George Washington’s Mount Vernon
Since 1860, more than 85 million visitors have made George Washington’s Mount Vernon the most popular historic home in America. Through thought-provoking tours, entertaining events, and stimulating educational programs on the estate and in classrooms across the nation, Mount Vernon strives to preserve George Washington’s place in history as “First in War, First in Peace, and First in the Hearts of His Countrymen.” Mount Vernon is owned and operated by the Mount Vernon Ladies’ Association, America’s oldest national preservation organization, founded in 1853. In 2013, Mount Vernon Ladies’ Association opened the Fred W. Smith National Library for the Study of George Washington, which safeguards original books and manuscripts and serves as a center for research, scholarship, and leadership development.
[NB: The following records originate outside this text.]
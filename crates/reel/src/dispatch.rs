//! Routes decoded client messages to session operations.
//!
//! One [`Dispatcher`] per connection. It owns the connection's optional
//! [`Session`] and handles one message at a time to completion, including any
//! wait on the frame queue, so the session never needs a lock.
//!
//! A repeated `init` closes the previous session, deleting its workspace,
//! so a connection never holds more than one workspace or producer.
//!
//! Error handling follows the message's fault:
//!
//! - Undecodable or unknown messages are logged and dropped.
//! - Messages that need a session (or loaded media) when there is none are
//!   logged and dropped without a reply.
//! - Download and conversion failures become `error` replies; the session
//!   stays usable.
//! - Anything else (workspace I/O, audio reads, a dead socket) is returned
//!   as a [`DispatchError`] and ends the connection.

use async_trait::async_trait;
use reelproto::{ClientMessage, ServerMessage};
use std::sync::Arc;
use thiserror::Error;
use tracing::{debug, info, warn};

use crate::media::MediaTools;
use crate::sessions::{AudioWindow, Session, SessionError};
use crate::types::{Playback, SessionConfig};

pub const MISSING_URL: &str = "Missing url in get_media request";
pub const MEDIA_ALREADY_LOADED: &str = "Media already loaded, send stop first";
pub const SEEK_UNSUPPORTED: &str = "Seek is not supported";

#[derive(Debug, Error)]
pub enum DispatchError {
    #[error(transparent)]
    Session(#[from] SessionError),

    #[error("failed to encode reply: {0}")]
    Encode(#[from] serde_json::Error),

    #[error("connection closed: {0}")]
    Closed(String),
}

/// Where replies go. The WebSocket sink in production, a `Vec` in tests.
#[async_trait]
pub trait Outbox: Send {
    async fn send(&mut self, message: ServerMessage) -> Result<(), DispatchError>;
}

#[async_trait]
impl Outbox for Vec<ServerMessage> {
    async fn send(&mut self, message: ServerMessage) -> Result<(), DispatchError> {
        self.push(message);
        Ok(())
    }
}

pub struct Dispatcher {
    config: Arc<SessionConfig>,
    tools: MediaTools,
    session: Option<Session>,
}

impl Dispatcher {
    pub fn new(config: Arc<SessionConfig>, tools: MediaTools) -> Self {
        Self {
            config,
            tools,
            session: None,
        }
    }

    pub fn session(&self) -> Option<&Session> {
        self.session.as_ref()
    }

    /// Decode one text frame and dispatch it. Malformed frames are dropped.
    pub async fn handle_text<O: Outbox>(
        &mut self,
        text: &str,
        out: &mut O,
    ) -> Result<(), DispatchError> {
        match reelproto::decode(text) {
            Ok(message) => self.dispatch(message, out).await,
            Err(e) => {
                warn!(error = %e, "Dropping malformed message");
                Ok(())
            }
        }
    }

    pub async fn dispatch<O: Outbox>(
        &mut self,
        message: ClientMessage,
        out: &mut O,
    ) -> Result<(), DispatchError> {
        debug!(kind = message.kind(), "Dispatching message");
        match message {
            ClientMessage::Init { width, height, fps } => {
                self.init(Playback { width, height, fps }).await
            }
            ClientMessage::GetMedia { url } => self.get_media(url, out).await,
            ClientMessage::GetFrames => self.get_frames(out).await,
            ClientMessage::GetAudio => self.get_audio(out).await,
            ClientMessage::Stop => self.stop().await,
            ClientMessage::Seek { time } => self.seek(time, out).await,
        }
    }

    /// Tear down the session, if any. Called once when the connection ends.
    pub async fn close(mut self) {
        if let Some(session) = self.session.take() {
            session.close().await;
        }
    }

    async fn init(&mut self, playback: Playback) -> Result<(), DispatchError> {
        if let Some(previous) = self.session.take() {
            info!("Re-init, retiring previous session");
            previous.close().await;
        }
        self.session = Some(Session::create(playback, Arc::clone(&self.config))?);
        Ok(())
    }

    async fn get_media<O: Outbox>(
        &mut self,
        url: Option<String>,
        out: &mut O,
    ) -> Result<(), DispatchError> {
        let Some(session) = self.session.as_mut() else {
            warn!("get_media before init, ignoring");
            return Ok(());
        };

        let url = match url.as_deref().map(str::trim) {
            Some(url) if !url.is_empty() => url.to_string(),
            _ => return out.send(ServerMessage::error(MISSING_URL)).await,
        };

        if session.has_media() {
            warn!(%url, "get_media with media already loaded");
            return out.send(ServerMessage::error(MEDIA_ALREADY_LOADED)).await;
        }

        info!(%url, "Fetching media");
        let source = match self
            .tools
            .fetcher
            .fetch(&url, &session.workspace().media_dir())
            .await
        {
            Ok(source) => source,
            Err(e) => {
                warn!(%url, error = %e, "Download failed");
                return out
                    .send(ServerMessage::error(format!("Download failed: {}", e)))
                    .await;
            }
        };

        let rendered = match self
            .tools
            .transcoder
            .transcode(&source, session.playback(), session.workspace().path())
            .await
        {
            Ok(rendered) => rendered,
            Err(e) => {
                warn!(%url, error = %e, "Conversion failed");
                return out
                    .send(ServerMessage::error(format!("Conversion failed: {}", e)))
                    .await;
            }
        };

        session.attach_media(rendered, Arc::clone(&self.tools.renderer))?;
        out.send(ServerMessage::Ready).await
    }

    async fn get_frames<O: Outbox>(&mut self, out: &mut O) -> Result<(), DispatchError> {
        let Some(session) = self.session.as_mut() else {
            warn!("get_frames before init, ignoring");
            return Ok(());
        };
        let Some(chunk) = session.next_frame_chunk().await else {
            warn!("get_frames before media is ready, ignoring");
            return Ok(());
        };

        if chunk.ended {
            out.send(ServerMessage::FramesEnd).await?;
        }
        out.send(ServerMessage::Frame { data: chunk.frames }).await
    }

    async fn get_audio<O: Outbox>(&mut self, out: &mut O) -> Result<(), DispatchError> {
        let Some(session) = self.session.as_mut() else {
            warn!("get_audio before init, ignoring");
            return Ok(());
        };

        match session.next_audio_window().await? {
            Some(AudioWindow::Data(bytes)) => out.send(ServerMessage::audio(&bytes)).await,
            Some(AudioWindow::End) => out.send(ServerMessage::AudioEnd).await,
            None => {
                warn!("get_audio before media is ready, ignoring");
                Ok(())
            }
        }
    }

    async fn stop(&mut self) -> Result<(), DispatchError> {
        let Some(session) = self.session.take() else {
            warn!("stop before init, ignoring");
            return Ok(());
        };
        self.session = Some(session.reset().await?);
        info!("Session reset");
        Ok(())
    }

    async fn seek<O: Outbox>(&mut self, time: f64, out: &mut O) -> Result<(), DispatchError> {
        if self.session.is_none() {
            warn!(time, "seek before init, ignoring");
            return Ok(());
        }
        warn!(time, "Rejecting seek");
        out.send(ServerMessage::error(SEEK_UNSUPPORTED)).await
    }
}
Learn more at mountvernon.org

Washington College
Washington College was founded in 1782 as the first institution of higher learning established in the new republic. George Washington was not only a principal donor to the college, but also a member of its original governing board. He received an honorary degree from the college in June 1789, two months after assuming the presidency. The College’s Starr Center for the Study of the American Experience explores the American experience in all its diversity and complexity, seeks creative approaches to illuminating the past, and inspires thoughtful conversation informed by history. Learn more at www.washcoll.edu.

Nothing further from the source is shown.